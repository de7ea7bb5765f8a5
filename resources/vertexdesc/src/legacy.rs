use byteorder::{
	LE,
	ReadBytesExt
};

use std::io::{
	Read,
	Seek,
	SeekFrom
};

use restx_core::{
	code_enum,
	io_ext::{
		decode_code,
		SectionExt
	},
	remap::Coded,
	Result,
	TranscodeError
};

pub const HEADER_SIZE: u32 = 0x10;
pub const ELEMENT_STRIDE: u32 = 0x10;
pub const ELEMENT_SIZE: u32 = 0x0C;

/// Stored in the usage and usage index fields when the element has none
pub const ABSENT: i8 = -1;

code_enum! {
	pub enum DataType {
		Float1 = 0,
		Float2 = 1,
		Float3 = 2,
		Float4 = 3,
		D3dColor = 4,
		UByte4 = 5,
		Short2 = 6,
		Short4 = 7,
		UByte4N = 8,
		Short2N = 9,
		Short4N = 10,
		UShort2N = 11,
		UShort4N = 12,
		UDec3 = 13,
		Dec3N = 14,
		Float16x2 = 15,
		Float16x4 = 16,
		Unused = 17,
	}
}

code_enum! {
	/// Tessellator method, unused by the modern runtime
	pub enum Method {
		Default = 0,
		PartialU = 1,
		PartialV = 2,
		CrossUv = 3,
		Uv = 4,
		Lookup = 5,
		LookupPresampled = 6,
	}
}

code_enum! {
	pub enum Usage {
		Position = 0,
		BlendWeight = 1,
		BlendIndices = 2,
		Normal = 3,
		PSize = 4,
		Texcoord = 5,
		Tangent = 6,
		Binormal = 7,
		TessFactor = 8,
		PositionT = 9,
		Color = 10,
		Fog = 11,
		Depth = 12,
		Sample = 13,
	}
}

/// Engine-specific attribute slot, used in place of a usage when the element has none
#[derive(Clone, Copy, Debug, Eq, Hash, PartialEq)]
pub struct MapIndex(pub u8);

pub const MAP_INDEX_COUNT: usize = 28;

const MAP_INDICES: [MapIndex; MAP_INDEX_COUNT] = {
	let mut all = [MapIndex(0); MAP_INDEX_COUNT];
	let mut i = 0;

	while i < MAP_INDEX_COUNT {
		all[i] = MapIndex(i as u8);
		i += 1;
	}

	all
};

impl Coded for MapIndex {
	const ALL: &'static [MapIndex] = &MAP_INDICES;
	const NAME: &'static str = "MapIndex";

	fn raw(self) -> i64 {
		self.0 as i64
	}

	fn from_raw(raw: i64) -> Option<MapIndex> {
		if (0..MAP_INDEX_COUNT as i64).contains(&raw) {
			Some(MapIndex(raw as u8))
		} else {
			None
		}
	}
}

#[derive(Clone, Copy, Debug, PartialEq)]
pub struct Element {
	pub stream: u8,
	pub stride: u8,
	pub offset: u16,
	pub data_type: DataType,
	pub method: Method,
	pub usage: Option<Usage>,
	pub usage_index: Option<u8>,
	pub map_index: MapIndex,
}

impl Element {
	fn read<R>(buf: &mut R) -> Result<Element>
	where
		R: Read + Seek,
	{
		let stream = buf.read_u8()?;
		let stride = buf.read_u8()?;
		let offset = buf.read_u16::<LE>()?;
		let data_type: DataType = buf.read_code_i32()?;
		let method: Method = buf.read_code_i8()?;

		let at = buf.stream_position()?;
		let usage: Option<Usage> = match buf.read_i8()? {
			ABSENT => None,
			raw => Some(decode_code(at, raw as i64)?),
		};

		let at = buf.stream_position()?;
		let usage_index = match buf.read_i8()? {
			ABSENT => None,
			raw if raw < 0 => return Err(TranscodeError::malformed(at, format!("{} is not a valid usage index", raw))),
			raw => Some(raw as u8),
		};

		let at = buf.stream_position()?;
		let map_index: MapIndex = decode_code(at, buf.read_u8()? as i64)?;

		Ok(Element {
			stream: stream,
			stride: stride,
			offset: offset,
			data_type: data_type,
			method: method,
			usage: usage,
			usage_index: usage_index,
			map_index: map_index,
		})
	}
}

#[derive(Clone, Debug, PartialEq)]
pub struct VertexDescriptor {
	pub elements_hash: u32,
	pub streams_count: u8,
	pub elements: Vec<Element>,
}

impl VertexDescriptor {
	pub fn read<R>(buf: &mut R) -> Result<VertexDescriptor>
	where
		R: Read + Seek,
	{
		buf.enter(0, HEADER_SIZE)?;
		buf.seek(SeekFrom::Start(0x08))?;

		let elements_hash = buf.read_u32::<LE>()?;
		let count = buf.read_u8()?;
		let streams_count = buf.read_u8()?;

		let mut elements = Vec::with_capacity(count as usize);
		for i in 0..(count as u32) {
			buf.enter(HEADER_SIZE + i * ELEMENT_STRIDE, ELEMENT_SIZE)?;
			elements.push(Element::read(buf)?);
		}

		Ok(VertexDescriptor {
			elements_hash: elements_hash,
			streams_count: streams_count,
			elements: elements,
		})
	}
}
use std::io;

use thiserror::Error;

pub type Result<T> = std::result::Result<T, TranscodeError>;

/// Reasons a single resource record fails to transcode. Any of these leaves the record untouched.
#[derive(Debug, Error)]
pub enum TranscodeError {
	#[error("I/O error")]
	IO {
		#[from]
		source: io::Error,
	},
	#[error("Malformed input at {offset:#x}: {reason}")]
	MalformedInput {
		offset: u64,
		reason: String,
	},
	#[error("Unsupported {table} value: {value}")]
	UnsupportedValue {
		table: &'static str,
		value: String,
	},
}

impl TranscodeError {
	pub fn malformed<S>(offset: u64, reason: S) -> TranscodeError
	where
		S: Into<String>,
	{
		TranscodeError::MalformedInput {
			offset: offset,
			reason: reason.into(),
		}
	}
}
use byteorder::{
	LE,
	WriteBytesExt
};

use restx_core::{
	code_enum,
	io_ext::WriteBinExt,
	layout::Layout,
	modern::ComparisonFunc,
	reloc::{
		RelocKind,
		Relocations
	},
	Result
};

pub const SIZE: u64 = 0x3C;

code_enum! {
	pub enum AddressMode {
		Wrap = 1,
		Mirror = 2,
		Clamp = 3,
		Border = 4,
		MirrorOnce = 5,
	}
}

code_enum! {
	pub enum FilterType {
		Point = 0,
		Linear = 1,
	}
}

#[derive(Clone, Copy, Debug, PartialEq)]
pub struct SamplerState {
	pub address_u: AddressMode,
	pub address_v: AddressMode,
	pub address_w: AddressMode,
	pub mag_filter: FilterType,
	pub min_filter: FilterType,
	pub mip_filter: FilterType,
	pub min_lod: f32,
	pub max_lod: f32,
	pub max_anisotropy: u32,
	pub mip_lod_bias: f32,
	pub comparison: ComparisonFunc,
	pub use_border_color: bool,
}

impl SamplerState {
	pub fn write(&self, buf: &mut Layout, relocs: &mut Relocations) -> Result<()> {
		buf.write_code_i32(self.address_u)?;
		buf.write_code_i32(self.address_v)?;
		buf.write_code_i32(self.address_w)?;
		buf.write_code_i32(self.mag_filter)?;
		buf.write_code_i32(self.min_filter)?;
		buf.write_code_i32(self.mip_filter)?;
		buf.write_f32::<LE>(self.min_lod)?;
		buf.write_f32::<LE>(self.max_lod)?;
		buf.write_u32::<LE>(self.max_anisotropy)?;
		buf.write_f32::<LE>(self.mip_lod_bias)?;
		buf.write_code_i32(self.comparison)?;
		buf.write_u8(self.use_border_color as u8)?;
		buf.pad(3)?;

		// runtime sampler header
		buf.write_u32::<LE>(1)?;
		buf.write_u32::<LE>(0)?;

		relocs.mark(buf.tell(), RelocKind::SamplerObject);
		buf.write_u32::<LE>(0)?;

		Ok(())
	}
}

---

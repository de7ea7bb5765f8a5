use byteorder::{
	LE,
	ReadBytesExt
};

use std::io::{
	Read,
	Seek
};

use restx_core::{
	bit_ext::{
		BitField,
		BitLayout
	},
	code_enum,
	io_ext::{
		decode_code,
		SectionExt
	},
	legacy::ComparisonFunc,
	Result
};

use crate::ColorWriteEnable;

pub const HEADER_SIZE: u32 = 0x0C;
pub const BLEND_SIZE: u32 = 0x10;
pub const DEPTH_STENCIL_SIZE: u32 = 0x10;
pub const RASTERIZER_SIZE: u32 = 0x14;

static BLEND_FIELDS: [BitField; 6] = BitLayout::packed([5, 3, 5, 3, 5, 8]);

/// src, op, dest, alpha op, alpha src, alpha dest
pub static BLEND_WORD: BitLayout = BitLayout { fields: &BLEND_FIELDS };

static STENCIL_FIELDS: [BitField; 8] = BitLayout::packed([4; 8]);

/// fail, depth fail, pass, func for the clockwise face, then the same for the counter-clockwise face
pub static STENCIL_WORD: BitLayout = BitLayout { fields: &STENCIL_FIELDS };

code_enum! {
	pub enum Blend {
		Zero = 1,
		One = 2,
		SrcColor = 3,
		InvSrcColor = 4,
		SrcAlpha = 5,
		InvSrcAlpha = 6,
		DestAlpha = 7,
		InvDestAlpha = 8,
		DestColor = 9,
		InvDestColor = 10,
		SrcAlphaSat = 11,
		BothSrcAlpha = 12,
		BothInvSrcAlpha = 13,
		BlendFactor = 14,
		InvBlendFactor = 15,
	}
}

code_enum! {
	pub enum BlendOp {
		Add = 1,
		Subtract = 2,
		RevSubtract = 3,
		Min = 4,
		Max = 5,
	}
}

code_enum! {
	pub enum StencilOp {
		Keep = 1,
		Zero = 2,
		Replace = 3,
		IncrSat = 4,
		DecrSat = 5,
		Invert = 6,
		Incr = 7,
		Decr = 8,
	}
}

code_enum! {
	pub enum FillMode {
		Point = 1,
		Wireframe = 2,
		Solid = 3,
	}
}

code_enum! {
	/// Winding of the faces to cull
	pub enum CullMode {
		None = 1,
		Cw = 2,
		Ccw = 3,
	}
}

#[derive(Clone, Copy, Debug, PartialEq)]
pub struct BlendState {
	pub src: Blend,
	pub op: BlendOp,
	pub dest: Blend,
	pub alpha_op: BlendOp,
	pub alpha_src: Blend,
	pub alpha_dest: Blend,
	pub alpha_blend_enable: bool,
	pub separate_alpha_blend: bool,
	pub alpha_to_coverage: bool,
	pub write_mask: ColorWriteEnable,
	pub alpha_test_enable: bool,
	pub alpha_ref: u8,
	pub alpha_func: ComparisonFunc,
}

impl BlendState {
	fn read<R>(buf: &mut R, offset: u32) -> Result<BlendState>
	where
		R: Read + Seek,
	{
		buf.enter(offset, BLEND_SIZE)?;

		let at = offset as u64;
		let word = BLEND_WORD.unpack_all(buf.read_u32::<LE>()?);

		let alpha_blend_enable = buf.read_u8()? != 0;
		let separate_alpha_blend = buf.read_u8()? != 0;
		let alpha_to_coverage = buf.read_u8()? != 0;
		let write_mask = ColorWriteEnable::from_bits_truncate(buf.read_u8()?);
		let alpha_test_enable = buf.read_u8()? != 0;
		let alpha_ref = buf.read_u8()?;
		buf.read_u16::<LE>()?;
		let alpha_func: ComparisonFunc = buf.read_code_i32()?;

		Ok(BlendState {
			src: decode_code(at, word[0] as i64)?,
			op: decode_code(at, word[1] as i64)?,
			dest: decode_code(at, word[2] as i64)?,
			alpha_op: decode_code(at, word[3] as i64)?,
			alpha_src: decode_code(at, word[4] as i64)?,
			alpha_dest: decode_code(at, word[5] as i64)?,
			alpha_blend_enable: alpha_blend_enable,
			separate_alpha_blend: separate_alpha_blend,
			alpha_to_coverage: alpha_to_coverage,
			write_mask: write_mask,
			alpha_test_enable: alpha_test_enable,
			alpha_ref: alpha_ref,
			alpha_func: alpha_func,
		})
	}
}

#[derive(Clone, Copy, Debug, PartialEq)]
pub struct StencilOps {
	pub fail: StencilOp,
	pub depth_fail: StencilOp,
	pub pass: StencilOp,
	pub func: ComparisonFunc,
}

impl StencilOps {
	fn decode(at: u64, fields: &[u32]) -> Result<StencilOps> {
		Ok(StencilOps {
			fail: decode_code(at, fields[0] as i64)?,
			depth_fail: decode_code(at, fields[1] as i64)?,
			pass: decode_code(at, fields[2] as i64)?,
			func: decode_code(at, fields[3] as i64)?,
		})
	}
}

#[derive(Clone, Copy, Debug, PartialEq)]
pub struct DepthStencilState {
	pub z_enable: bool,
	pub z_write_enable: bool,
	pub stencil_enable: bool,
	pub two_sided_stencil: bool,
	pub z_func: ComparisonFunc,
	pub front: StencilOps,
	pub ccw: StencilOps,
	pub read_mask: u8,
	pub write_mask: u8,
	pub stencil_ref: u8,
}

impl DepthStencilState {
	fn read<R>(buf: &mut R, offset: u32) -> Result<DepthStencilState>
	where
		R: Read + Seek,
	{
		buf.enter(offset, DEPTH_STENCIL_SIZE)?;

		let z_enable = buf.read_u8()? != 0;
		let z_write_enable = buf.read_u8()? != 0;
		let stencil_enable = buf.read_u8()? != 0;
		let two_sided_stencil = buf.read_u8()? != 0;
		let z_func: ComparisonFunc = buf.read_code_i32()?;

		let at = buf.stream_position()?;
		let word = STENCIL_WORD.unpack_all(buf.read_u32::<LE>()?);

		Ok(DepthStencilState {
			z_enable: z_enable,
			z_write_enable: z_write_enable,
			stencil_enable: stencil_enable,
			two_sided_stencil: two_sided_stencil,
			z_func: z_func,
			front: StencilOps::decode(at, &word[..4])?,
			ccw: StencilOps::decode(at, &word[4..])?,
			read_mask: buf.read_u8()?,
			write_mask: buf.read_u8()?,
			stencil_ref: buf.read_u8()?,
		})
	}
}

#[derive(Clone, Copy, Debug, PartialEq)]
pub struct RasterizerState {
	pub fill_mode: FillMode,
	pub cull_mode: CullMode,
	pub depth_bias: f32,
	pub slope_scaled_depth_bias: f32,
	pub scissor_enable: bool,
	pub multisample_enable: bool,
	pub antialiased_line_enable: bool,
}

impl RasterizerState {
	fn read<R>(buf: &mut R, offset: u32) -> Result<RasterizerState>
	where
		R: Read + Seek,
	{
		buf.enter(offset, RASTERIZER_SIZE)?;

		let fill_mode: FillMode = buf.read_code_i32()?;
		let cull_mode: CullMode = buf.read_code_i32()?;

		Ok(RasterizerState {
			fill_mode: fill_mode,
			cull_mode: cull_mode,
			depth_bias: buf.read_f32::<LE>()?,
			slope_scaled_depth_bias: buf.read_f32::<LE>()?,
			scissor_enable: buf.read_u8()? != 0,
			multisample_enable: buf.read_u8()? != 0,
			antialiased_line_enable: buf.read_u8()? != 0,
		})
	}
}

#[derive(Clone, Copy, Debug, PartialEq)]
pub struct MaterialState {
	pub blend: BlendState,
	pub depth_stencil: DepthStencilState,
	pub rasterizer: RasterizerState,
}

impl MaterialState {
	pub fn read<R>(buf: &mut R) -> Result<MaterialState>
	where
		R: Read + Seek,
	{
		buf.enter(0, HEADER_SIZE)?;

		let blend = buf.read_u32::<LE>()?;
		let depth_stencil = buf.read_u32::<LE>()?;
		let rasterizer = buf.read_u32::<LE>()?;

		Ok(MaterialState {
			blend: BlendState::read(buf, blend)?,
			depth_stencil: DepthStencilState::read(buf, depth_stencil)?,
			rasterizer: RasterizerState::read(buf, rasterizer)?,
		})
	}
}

--

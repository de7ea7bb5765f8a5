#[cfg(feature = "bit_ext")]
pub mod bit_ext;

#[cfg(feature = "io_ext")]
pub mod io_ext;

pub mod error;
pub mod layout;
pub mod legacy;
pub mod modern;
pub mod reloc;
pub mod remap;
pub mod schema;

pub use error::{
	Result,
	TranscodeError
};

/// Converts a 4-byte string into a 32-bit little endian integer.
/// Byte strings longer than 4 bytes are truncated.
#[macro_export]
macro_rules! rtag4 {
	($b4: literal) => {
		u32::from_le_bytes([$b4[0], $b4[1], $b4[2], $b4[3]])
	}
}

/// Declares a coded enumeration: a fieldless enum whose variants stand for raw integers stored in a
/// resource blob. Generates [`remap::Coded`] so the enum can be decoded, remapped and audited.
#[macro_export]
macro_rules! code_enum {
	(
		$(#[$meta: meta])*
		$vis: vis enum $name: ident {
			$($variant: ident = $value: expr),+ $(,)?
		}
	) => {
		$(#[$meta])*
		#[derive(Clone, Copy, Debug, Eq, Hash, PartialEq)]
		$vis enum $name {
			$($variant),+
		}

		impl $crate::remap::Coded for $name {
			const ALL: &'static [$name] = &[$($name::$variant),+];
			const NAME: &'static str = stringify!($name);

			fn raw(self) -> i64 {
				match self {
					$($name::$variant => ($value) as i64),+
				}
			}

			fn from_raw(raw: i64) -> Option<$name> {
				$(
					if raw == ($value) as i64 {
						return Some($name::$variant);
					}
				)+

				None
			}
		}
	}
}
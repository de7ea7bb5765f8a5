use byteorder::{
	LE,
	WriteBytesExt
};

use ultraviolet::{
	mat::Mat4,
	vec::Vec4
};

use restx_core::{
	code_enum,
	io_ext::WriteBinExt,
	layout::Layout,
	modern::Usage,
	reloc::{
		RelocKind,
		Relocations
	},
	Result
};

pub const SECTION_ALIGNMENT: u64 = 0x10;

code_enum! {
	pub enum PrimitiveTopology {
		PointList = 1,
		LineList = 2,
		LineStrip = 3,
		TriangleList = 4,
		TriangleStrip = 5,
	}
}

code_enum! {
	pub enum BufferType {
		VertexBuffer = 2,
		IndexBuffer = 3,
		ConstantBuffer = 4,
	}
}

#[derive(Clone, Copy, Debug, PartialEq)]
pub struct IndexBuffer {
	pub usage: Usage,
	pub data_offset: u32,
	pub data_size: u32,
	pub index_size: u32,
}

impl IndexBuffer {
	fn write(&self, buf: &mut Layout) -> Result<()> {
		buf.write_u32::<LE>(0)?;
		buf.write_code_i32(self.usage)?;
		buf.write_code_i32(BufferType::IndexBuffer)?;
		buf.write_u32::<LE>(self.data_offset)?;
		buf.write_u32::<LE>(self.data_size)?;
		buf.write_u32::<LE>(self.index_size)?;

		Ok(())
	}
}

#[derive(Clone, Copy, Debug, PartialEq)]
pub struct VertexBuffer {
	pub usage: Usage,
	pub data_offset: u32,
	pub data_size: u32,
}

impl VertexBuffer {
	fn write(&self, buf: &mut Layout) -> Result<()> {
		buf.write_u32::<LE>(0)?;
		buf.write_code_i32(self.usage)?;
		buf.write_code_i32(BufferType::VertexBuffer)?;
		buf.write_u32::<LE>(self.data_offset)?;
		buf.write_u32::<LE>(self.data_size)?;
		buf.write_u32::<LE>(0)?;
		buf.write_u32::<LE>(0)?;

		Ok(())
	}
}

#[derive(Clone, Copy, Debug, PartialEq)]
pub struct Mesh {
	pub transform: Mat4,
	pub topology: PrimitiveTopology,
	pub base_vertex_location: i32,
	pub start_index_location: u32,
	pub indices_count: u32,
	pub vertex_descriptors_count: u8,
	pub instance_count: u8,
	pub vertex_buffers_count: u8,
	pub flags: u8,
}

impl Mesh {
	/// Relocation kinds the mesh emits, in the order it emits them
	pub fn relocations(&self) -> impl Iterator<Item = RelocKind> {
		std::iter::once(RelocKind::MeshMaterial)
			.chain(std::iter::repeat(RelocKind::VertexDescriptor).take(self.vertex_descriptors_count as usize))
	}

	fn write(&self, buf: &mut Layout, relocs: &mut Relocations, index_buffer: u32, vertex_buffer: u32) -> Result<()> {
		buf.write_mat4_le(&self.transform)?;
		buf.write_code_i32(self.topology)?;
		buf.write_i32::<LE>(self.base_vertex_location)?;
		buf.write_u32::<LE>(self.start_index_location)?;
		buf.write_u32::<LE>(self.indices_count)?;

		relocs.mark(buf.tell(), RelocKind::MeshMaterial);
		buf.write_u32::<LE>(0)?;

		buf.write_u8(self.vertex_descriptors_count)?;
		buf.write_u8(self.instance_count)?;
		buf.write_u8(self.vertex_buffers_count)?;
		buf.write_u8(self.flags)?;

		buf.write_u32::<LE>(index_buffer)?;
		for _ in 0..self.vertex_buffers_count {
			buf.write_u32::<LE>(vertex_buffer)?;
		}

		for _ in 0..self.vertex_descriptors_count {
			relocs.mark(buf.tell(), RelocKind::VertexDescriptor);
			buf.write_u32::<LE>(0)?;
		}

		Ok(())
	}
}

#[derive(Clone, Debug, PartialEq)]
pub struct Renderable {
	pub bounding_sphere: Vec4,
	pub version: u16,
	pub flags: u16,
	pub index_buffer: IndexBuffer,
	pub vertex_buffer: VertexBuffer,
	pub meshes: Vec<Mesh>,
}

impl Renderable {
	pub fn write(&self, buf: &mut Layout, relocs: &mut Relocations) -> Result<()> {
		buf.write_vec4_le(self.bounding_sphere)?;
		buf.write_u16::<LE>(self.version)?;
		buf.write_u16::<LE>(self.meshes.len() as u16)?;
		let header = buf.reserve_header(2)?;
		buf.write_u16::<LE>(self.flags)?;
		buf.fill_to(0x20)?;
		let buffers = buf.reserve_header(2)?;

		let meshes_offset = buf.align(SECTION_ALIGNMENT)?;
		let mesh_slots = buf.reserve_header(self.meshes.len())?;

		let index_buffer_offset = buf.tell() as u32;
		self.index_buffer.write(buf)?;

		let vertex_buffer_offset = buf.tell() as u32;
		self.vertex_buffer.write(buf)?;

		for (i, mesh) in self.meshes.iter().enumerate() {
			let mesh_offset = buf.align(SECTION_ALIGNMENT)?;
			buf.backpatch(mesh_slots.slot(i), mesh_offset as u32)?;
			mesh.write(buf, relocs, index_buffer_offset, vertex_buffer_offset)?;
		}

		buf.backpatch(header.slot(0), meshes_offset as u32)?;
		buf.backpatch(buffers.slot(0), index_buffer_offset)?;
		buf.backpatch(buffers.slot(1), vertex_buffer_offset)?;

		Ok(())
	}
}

What this task involves:
Lines containing the word "Option" must all be returned from the material above.

Exercise response:
	fn from_raw(raw: i64) -> Option<MapIndex> {
	pub usage: Option<Usage>,
	pub usage_index: Option<u8>,
		let usage: Option<Usage> = match buf.read_i8()? {
			fn from_raw(raw: i64) -> Option<$name> {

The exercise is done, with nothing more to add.